Près de 1 000 nouvelles voitures prennent quotidiennement d’assaut les rues de Beijing (Pékin), engorgeant une cité qui étouffe déjà sous la pollution. Les niveaux de dioxyde d’azote surpassent déjà de 78 % les limites recommandées par l’Organisation mondiale de la santé.

Le maire Wang Qishan se plaint du fait que le nombre croissant de voitures inondant les rues de Beijing rend la gestion de la ville plus ardue.
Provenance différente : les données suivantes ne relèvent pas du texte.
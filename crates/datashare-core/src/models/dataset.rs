use chrono::{DateTime, Utc};
use uuid::Uuid;

use super::format::DatasetFormat;
use super::storage::StorageLocation;

/// Operations the external permission service can be asked about.
#[derive(Debug, Clone, Copy, PartialEq, Eq, serde::Serialize, serde::Deserialize)]
#[serde(rename_all = "lowercase")]
pub enum DatasetOperation {
    Download,
    Migrate,
    Verify,
}

/// Logical dataset record as exposed by the external catalog.
///
/// Metadata/schema analysis lives outside this subsystem; this is only the
/// slice the download and storage layers consume. `locations` holds the
/// physical copies (one for single-backend strategies, two for
/// hybrid/redundant).
#[derive(Debug, Clone, serde::Serialize, serde::Deserialize)]
pub struct DatasetRecord {
    pub id: Uuid,
    pub owner_id: Uuid,
    pub name: String,
    pub stored_format: DatasetFormat,
    pub size_bytes: u64,
    /// sha256 of the stored bytes, hex-encoded.
    pub checksum: String,
    pub locations: Vec<StorageLocation>,
    pub created_at: DateTime<Utc>,
}

impl DatasetRecord {
    /// Filename offered to the client for the raw stored file.
    pub fn download_filename(&self) -> String {
        format!("{}.{}", self.name, self.stored_format.extension())
    }

    /// Whether any physical copy is recorded at all.
    pub fn has_storage(&self) -> bool {
        !self.locations.is_empty()
    }
}
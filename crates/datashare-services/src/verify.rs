//! Storage integrity verification.
//!
//! Cross-checks the catalog against the physical backends in both
//! directions: every recorded location must have an object behind it with
//! the recorded checksum (missing or corrupted copies are both reported as
//! missing), and every physical object under the dataset prefix must
//! belong to a recorded location (orphans). Verification never mutates
//! anything; orphan removal is a separate, explicitly confirmed call, so
//! running verification twice in a row yields the same report.

use datashare_core::models::storage::BackendKind;
use datashare_core::AppError;
use datashare_storage::{keys, StorageRouter};
use std::collections::HashSet;
use std::sync::Arc;
use uuid::Uuid;

use crate::catalog::DatasetCatalog;
use crate::AppResult;

#[derive(Debug, Clone, PartialEq, Eq, PartialOrd, Ord, serde::Serialize)]
pub struct MissingFile {
    pub dataset_id: Uuid,
    pub backend: BackendKind,
    pub key: String,
    pub reason: String,
}

#[derive(Debug, Clone, PartialEq, Eq, PartialOrd, Ord, serde::Serialize)]
pub struct OrphanedFile {
    pub backend: BackendKind,
    pub key: String,
}

#[derive(Debug, Clone, Default, serde::Serialize)]
pub struct VerificationReport {
    pub datasets_checked: usize,
    pub files_checked: usize,
    pub missing_files: Vec<MissingFile>,
    pub orphaned_files: Vec<OrphanedFile>,
}

impl VerificationReport {
    pub fn is_clean(&self) -> bool {
        self.missing_files.is_empty() && self.orphaned_files.is_empty()
    }
}

pub struct IntegrityVerifier {
    catalog: Arc<dyn DatasetCatalog>,
}

impl IntegrityVerifier {
    pub fn new(catalog: Arc<dyn DatasetCatalog>) -> Self {
        IntegrityVerifier { catalog }
    }

    /// Full two-way scan over every registered backend. Read-only.
    pub async fn verify_all(&self, router: &StorageRouter) -> AppResult<VerificationReport> {
        let datasets = self.catalog.list_datasets().await?;
        let mut report = VerificationReport {
            datasets_checked: datasets.len(),
            ..Default::default()
        };

        // Catalog -> storage: every recorded location must resolve.
        let mut recorded: HashSet<(BackendKind, String)> = HashSet::new();
        for dataset in &datasets {
            for location in &dataset.locations {
                report.files_checked += 1;
                recorded.insert((location.backend, location.key.clone()));

                let problem = match router.backend(location.backend) {
                    Ok(backend) => {
                        if backend.exists(&location.key).await? {
                            let actual = backend.checksum(&location.key).await?;
                            if actual == location.checksum {
                                None
                            } else {
                                Some("checksum mismatch".to_string())
                            }
                        } else {
                            Some("object not found".to_string())
                        }
                    }
                    // A location on an unconfigured backend is unreachable,
                    // which is missing as far as serving goes.
                    Err(_) => Some("backend not configured".to_string()),
                };
                if let Some(reason) = problem {
                    report.missing_files.push(MissingFile {
                        dataset_id: dataset.id,
                        backend: location.backend,
                        key: location.key.clone(),
                        reason,
                    });
                }
            }
        }

        // Storage -> catalog: every physical object must be recorded.
        for kind in router.registered_kinds() {
            let backend = router.backend(kind)?;
            for key in backend.list_keys(keys::DATASET_PREFIX).await? {
                if !recorded.contains(&(kind, key.clone())) {
                    report.orphaned_files.push(OrphanedFile { backend: kind, key });
                }
            }
        }

        report.missing_files.sort();
        report.orphaned_files.sort();

        tracing::info!(
            datasets = report.datasets_checked,
            files = report.files_checked,
            missing = report.missing_files.len(),
            orphaned = report.orphaned_files.len(),
            "Integrity verification finished"
        );
        Ok(report)
    }

    /// Delete the orphans a prior verification found. Re-verifies each key
    /// is still unrecorded before deleting it, so a dataset registered
    /// between the scan and the cleanup is safe.
    pub async fn remove_orphans(
        &self,
        router: &StorageRouter,
        orphans: &[OrphanedFile],
        confirm: bool,
    ) -> AppResult<usize> {
        if !confirm {
            return Err(AppError::InvalidInput(
                "Orphan removal requires explicit confirmation".to_string(),
            ));
        }

        let datasets = self.catalog.list_datasets().await?;
        let recorded: HashSet<(BackendKind, &str)> = datasets
            .iter()
            .flat_map(|d| d.locations.iter().map(|l| (l.backend, l.key.as_str())))
            .collect();

        let mut removed = 0;
        for orphan in orphans {
            if recorded.contains(&(orphan.backend, orphan.key.as_str())) {
                tracing::debug!(key = %orphan.key, "Skipping no-longer-orphaned file");
                continue;
            }
            let backend = router.backend(orphan.backend)?;
            backend.delete(&orphan.key).await?;
            removed += 1;
            tracing::info!(backend = %orphan.backend, key = %orphan.key, "Orphaned file removed");
        }
        Ok(removed)
    }
}
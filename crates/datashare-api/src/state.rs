//! Application state.
//!
//! The storage router is held behind an async RwLock of an immutable value:
//! handlers clone the `Arc` once per request and work against that snapshot,
//! so an admin reload swaps the router atomically without torn reads and
//! without blocking in-flight transfers.

use datashare_core::Config;
use datashare_services::{
    DatasetCatalog, DownloadOrchestrator, IntegrityVerifier, MigrationEngine, ProgressTracker,
    TokenManager,
};
use datashare_storage::StorageRouter;
use std::sync::Arc;
use tokio::sync::RwLock;

pub struct AppState {
    pub config: Config,
    storage: RwLock<Arc<StorageRouter>>,
    pub catalog: Arc<dyn DatasetCatalog>,
    pub tokens: Arc<TokenManager>,
    pub tracker: Arc<ProgressTracker>,
    pub orchestrator: DownloadOrchestrator,
    pub migration: MigrationEngine,
    pub verifier: IntegrityVerifier,
}

impl AppState {
    #[allow(clippy::too_many_arguments)]
    pub fn new(
        config: Config,
        storage: Arc<StorageRouter>,
        catalog: Arc<dyn DatasetCatalog>,
        tokens: Arc<TokenManager>,
        tracker: Arc<ProgressTracker>,
        orchestrator: DownloadOrchestrator,
        migration: MigrationEngine,
        verifier: IntegrityVerifier,
    ) -> Self {
        AppState {
            config,
            storage: RwLock::new(storage),
            catalog,
            tokens,
            tracker,
            orchestrator,
            migration,
            verifier,
        }
    }

    /// Snapshot of the current router. Requests keep working against the
    /// snapshot they took even while a reload swaps in a new one.
    pub async fn storage(&self) -> Arc<StorageRouter> {
        self.storage.read().await.clone()
    }

    pub async fn swap_storage(&self, router: Arc<StorageRouter>) {
        *self.storage.write().await = router;
    }
}
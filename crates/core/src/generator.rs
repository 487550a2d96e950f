//! Layout generation pipeline: expansion, dead-end repair, typing, and grafting.

mod dead_ends;
mod layout;
mod room_types;
mod secret;

use crate::config::GeneratorConfig;
use crate::error::GenerationError;
use crate::events::GenerationReport;
use crate::model::GeneratedDungeon;
use crate::rng::{DungeonRng, mix_seed_stream};

use dead_ends::ensure_dead_end;
use layout::{close_loops, expand_layout};
use room_types::assign_room_types;
use secret::graft_secret_room;

pub struct DungeonGenerator {
    config: GeneratorConfig,
    seed: u64,
}

impl DungeonGenerator {
    pub fn new(config: GeneratorConfig, seed: u64) -> Self {
        Self { config, seed }
    }

    pub fn config(&self) -> &GeneratorConfig {
        &self.config
    }

    /// Runs one full pass. Every random draw comes from a generator seeded
    /// with `self.seed`, so the same inputs always give the same dungeon.
    pub fn generate(&self) -> Result<GeneratedDungeon, GenerationError> {
        self.config.validate()?;

        let mut rng = DungeonRng::seed_from_u64(self.seed);
        let mut report = GenerationReport::new(self.seed);

        let mut graph = expand_layout(&self.config, &mut rng, &mut report);
        close_loops(&mut graph, self.config.loop_chance, &mut rng, &mut report);
        ensure_dead_end(&mut graph, &mut rng, &mut report)?;

        let weights = self.config.room_weights();
        assign_room_types(&mut graph, &weights, &mut rng, &mut report)?;
        graft_secret_room(
            &mut graph,
            self.config.secret_room_chance,
            self.config.max_rooms,
            &mut rng,
            &mut report,
        );

        Ok(GeneratedDungeon::new(graph, report, self.config.room_distance))
    }
}

/// Retries with derived seeds until a pass succeeds. Attempt 0 uses `seed`
/// itself. Configuration errors are returned immediately.
pub fn generate_with_retries(
    config: &GeneratorConfig,
    seed: u64,
    attempts: u32,
) -> Result<GeneratedDungeon, GenerationError> {
    config.validate()?;
    let mut last_error = GenerationError::NoDeadEndAvailable { rooms: 0 };
    for attempt in 0..attempts.max(1) {
        let attempt_seed =
            if attempt == 0 { seed } else { mix_seed_stream(seed, u64::from(attempt)) };
        match DungeonGenerator::new(config.clone(), attempt_seed).generate() {
            Ok(dungeon) => return Ok(dungeon),
            Err(error) => last_error = error,
        }
    }
    Err(last_error)
}
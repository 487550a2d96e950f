//! Flat, serializable export of a finished layout.

use serde::{Deserialize, Serialize};
use slotmap::SecondaryMap;

use crate::graph::RoomGraph;
use crate::types::{DoorMask, GridPos, RoomId, RoomType};

pub const SNAPSHOT_FORMAT_VERSION: u32 = 1;

#[derive(Clone, Debug, PartialEq, Serialize, Deserialize)]
pub struct RoomSnapshot {
    pub index: usize,
    pub position: GridPos,
    pub room_type: RoomType,
    pub doors: DoorMask,
    pub map_position: (f32, f32),
    /// Indices of linked rooms, in North/East/South/West order.
    pub links: Vec<usize>,
}

#[derive(Clone, Debug, PartialEq, Serialize, Deserialize)]
pub struct LayoutSnapshot {
    pub format_version: u32,
    pub room_distance: f32,
    pub start: usize,
    pub boss: Option<usize>,
    pub rooms: Vec<RoomSnapshot>,
}

impl LayoutSnapshot {
    /// Rooms are numbered densely in arena order.
    pub fn capture(graph: &RoomGraph, room_distance: f32) -> Self {
        let mut indices: SecondaryMap<RoomId, usize> = SecondaryMap::with_capacity(graph.len());
        for (index, (id, _)) in graph.rooms().enumerate() {
            indices.insert(id, index);
        }

        let rooms = graph
            .rooms()
            .map(|(id, room)| RoomSnapshot {
                index: indices[id],
                position: room.position,
                room_type: room.room_type,
                doors: room.doors(),
                map_position: graph.map_position(id, room_distance).unwrap_or_default(),
                links: room
                    .neighbours()
                    .filter_map(|(_, other)| indices.get(other).copied())
                    .collect(),
            })
            .collect();

        Self {
            format_version: SNAPSHOT_FORMAT_VERSION,
            room_distance,
            start: indices[graph.start()],
            boss: graph.boss().and_then(|boss| indices.get(boss).copied()),
            rooms,
        }
    }

    pub fn to_json_pretty(&self) -> serde_json::Result<String> {
        serde_json::to_string_pretty(self)
    }

    pub fn count_of(&self, room_type: RoomType) -> usize {
        self.rooms.iter().filter(|room| room.room_type == room_type).count()
    }
}
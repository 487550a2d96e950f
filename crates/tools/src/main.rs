mod ascii_map;

use std::path::PathBuf;

use anyhow::{Context, Result};
use clap::{Parser, ValueEnum};
use dungeon_core::{
    GeneratedDungeon, GenerationEvent, GeneratorConfig, RoomType, generate_with_retries,
};

#[derive(Clone, Copy, Debug, ValueEnum)]
enum OutputFormat {
    Ascii,
    Json,
    Summary,
}

#[derive(Parser)]
#[command(author, version, about, long_about = None)]
struct Args {
    #[arg(short, long, default_value_t = 42)]
    seed: u64,

    /// Generator settings file (`.toml` or `.json`)
    #[arg(short, long)]
    config: Option<PathBuf>,

    #[arg(long)]
    min_rooms: Option<usize>,

    #[arg(long)]
    max_rooms: Option<usize>,

    /// Fresh seeds to try when a pass cannot place the boss room
    #[arg(short, long, default_value_t = 3)]
    retries: u32,

    #[arg(short, long, value_enum, default_value_t = OutputFormat::Ascii)]
    format: OutputFormat,
}

fn load_config(args: &Args) -> Result<GeneratorConfig> {
    let mut config = match &args.config {
        Some(path) => GeneratorConfig::load(path)
            .with_context(|| format!("Failed to load config file: {}", path.display()))?,
        None => GeneratorConfig::default(),
    };
    if let Some(min_rooms) = args.min_rooms {
        config.min_rooms = min_rooms;
    }
    if let Some(max_rooms) = args.max_rooms {
        config.max_rooms = max_rooms;
    }
    config.validate().with_context(|| "Invalid generator settings")?;
    Ok(config)
}

fn main() -> Result<()> {
    let args = Args::parse();
    let config = load_config(&args)?;

    let dungeon = generate_with_retries(&config, args.seed, args.retries.saturating_add(1))
        .with_context(|| format!("Dungeon generation failed for seed {}", args.seed))?;

    match args.format {
        OutputFormat::Json => {
            let document = serde_json::json!({
                "layout": dungeon.snapshot(),
                "report": dungeon.report(),
            });
            let json = serde_json::to_string_pretty(&document).context("Failed to encode layout")?;
            println!("{json}");
        }
        OutputFormat::Ascii => {
            println!("{}", ascii_map::render(dungeon.graph()));
            println!();
            print_summary(&dungeon);
        }
        OutputFormat::Summary => print_summary(&dungeon),
    }

    Ok(())
}

fn print_summary(dungeon: &GeneratedDungeon) {
    let graph = dungeon.graph();
    println!("Seed: {}", dungeon.seed());
    println!("Target rooms: {}", dungeon.report().target_rooms);
    println!("Rooms: {} ({} from expansion)", graph.len(), graph.layout_room_count());
    for room_type in RoomType::ALL {
        let count = graph.count_of(room_type);
        if count > 0 {
            println!("  {:<9} {count}", room_type.label());
        }
    }
    println!("Fingerprint: {:016x}", dungeon.fingerprint());
    for event in &dungeon.report().events {
        if !matches!(event, GenerationEvent::TargetChosen { .. }) {
            println!("Event: {event:?}");
        }
    }
}
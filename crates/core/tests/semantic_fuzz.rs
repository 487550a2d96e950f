use dungeon_core::{GeneratorConfig, RoomType, generate_dungeon};
use proptest::{
    arbitrary::any,
    test_runner::{Config as ProptestConfig, TestCaseError, TestRunner},
};
use rand_chacha::{
    ChaCha8Rng,
    rand_core::{Rng, SeedableRng},
};

fn choose<T: Clone>(rng: &mut ChaCha8Rng, slice: &[T]) -> T {
    let p = rng.next_u64() as usize % slice.len();
    slice[p].clone()
}

fn random_config(rng: &mut ChaCha8Rng) -> GeneratorConfig {
    let min_rooms = choose(rng, &[2_usize, 3, 4, 6, 10, 20, 35]);
    let extra_rooms = choose(rng, &[0_usize, 1, 5, 15]);
    GeneratorConfig {
        min_rooms,
        max_rooms: min_rooms + extra_rooms,
        branch_chance: choose(rng, &[0.0, 0.3, 0.8, 1.0]),
        normal_chance: choose(rng, &[0.0, 0.4, 0.7, 1.0]),
        elite_chance: choose(rng, &[0.0, 0.15, 0.5]),
        shop_chance: choose(rng, &[0.0, 0.1, 0.6]),
        treasure_chance: choose(rng, &[0.0, 0.05, 0.9]),
        secret_room_chance: choose(rng, &[0.0, 0.2, 1.0]),
        loop_chance: choose(rng, &[0.0, 0.1, 0.5, 1.0]),
        ..GeneratorConfig::default()
    }
}

fn run_fuzz_generation(map_seed: u64, config_seed: u64) -> Result<(), String> {
    let mut rng = ChaCha8Rng::seed_from_u64(config_seed);
    let config = random_config(&mut rng);

    let dungeon = generate_dungeon(&config, map_seed)
        .map_err(|err| format!("generation failed on map_seed {map_seed} with {config:?}: {err}"))?;
    let graph = dungeon.graph();

    graph
        .check_invariants()
        .map_err(|violation| format!("Invariant failed on map_seed {map_seed}: {violation}"))?;

    if graph.count_of(RoomType::Boss) != 1 {
        return Err(format!("Invariant failed: boss count on map_seed {map_seed}"));
    }
    if graph.len() > config.max_rooms {
        return Err(format!("Invariant failed: too many rooms on map_seed {map_seed}"));
    }
    if !dungeon.report().was_exhausted() && graph.layout_room_count() < config.min_rooms {
        return Err(format!("Invariant failed: silent shortfall on map_seed {map_seed}"));
    }
    if graph.count_of(RoomType::Secret) > 1 {
        return Err(format!("Invariant failed: several secret rooms on map_seed {map_seed}"));
    }
    if graph.rooms().any(|(_, room)| room.visited) {
        return Err(format!("Invariant failed: traversal flags left set on map_seed {map_seed}"));
    }

    Ok(())
}

#[test]
fn test_fuzz_layout_generation() {
    let mut runner = TestRunner::new(ProptestConfig::with_cases(200));
    let seeds = (any::<u64>(), any::<u64>());

    runner
        .run(&seeds, |(map_seed, config_seed)| {
            run_fuzz_generation(map_seed, config_seed).map_err(TestCaseError::fail)?;
            Ok(())
        })
        .expect("semantic fuzz generation should preserve invariants");
}
//! Character-grid preview of a generated layout, north at the top.

use dungeon_core::{Direction, RoomGraph};

pub fn render(graph: &RoomGraph) -> String {
    let positions: Vec<_> = graph.rooms().map(|(_, room)| room.position).collect();
    let Some(min_x) = positions.iter().map(|pos| pos.x).min() else {
        return String::new();
    };
    let max_x = positions.iter().map(|pos| pos.x).max().unwrap_or(min_x);
    let min_y = positions.iter().map(|pos| pos.y).min().unwrap_or(0);
    let max_y = positions.iter().map(|pos| pos.y).max().unwrap_or(min_y);

    let width = ((max_x - min_x) * 2 + 1) as usize;
    let height = ((max_y - min_y) * 2 + 1) as usize;
    let mut canvas = vec![vec![' '; width]; height];

    for (_, room) in graph.rooms() {
        let column = ((room.position.x - min_x) * 2) as usize;
        let row = ((max_y - room.position.y) * 2) as usize;
        canvas[row][column] = room.room_type.glyph();
        if room.connection(Direction::East).is_some() {
            canvas[row][column + 1] = '-';
        }
        if room.connection(Direction::North).is_some() {
            canvas[row - 1][column] = '|';
        }
    }

    canvas
        .into_iter()
        .map(|line| line.into_iter().collect::<String>().trim_end().to_string())
        .collect::<Vec<_>>()
        .join("\n")
}
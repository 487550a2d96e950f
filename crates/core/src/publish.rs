//! Completion notification, run as an explicit step after `generate` returns.

use crate::model::GeneratedDungeon;

pub trait LayoutListener {
    fn on_layout_ready(&mut self, dungeon: &GeneratedDungeon);
}

#[derive(Default)]
pub struct LayoutPublisher {
    listeners: Vec<Box<dyn LayoutListener>>,
}

impl LayoutPublisher {
    pub fn new() -> Self {
        Self::default()
    }

    pub fn subscribe(&mut self, listener: impl LayoutListener + 'static) {
        self.listeners.push(Box::new(listener));
    }

    pub fn listener_count(&self) -> usize {
        self.listeners.len()
    }

    /// Notifies listeners in subscription order.
    pub fn publish(&mut self, dungeon: &GeneratedDungeon) {
        for listener in &mut self.listeners {
            listener.on_layout_ready(dungeon);
        }
    }
}

#[cfg(test)]
mod tests {
    use std::cell::RefCell;
    use std::rc::Rc;

    use super::*;
    use crate::config::GeneratorConfig;
    use crate::generator::DungeonGenerator;

    struct RoomCounter {
        seen: Rc<RefCell<Vec<u64>>>,
    }

    impl LayoutListener for RoomCounter {
        fn on_layout_ready(&mut self, dungeon: &GeneratedDungeon) {
            self.seen.borrow_mut().push(dungeon.room_count() as u64);
        }
    }

    struct SeedRecorder {
        seen: Rc<RefCell<Vec<u64>>>,
    }

    impl LayoutListener for SeedRecorder {
        fn on_layout_ready(&mut self, dungeon: &GeneratedDungeon) {
            self.seen.borrow_mut().push(dungeon.seed());
        }
    }

    #[test]
    fn listeners_hear_each_published_layout_in_order() {
        let dungeon =
            DungeonGenerator::new(GeneratorConfig::default(), 31).generate().expect("generates");
        let order = Rc::new(RefCell::new(Vec::new()));

        let mut publisher = LayoutPublisher::new();
        publisher.subscribe(RoomCounter { seen: Rc::clone(&order) });
        publisher.subscribe(SeedRecorder { seen: Rc::clone(&order) });
        assert_eq!(publisher.listener_count(), 2);

        publisher.publish(&dungeon);
        assert_eq!(*order.borrow(), vec![dungeon.room_count() as u64, 31]);
    }
}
Les représentants locaux s’inquiètent de la qualité de l’air en vue des Jeux olympiques de 2008 et songent à décréter une interdiction temporaire de la circulation des véhicules automobiles privés.

Parallèlement, la ville est propriétaire de Beijing Automotive Industry Corp., un constructeur automobile qui a établi des coentreprises avec DaimlerChrysler AG et la sud-coréenne Hyundai Motor Co.

Retombées

L’an dernier, l’entreprise et ses filiales ont fabriqué plus de 500 000 voitures, camions et autobus, procuré de l’emploi à 48 000 travailleurs et versé plus de 500 millions $ US en impôts locaux. Elles comptent produire annuellement 1 million de véhicules d’ici à 2008.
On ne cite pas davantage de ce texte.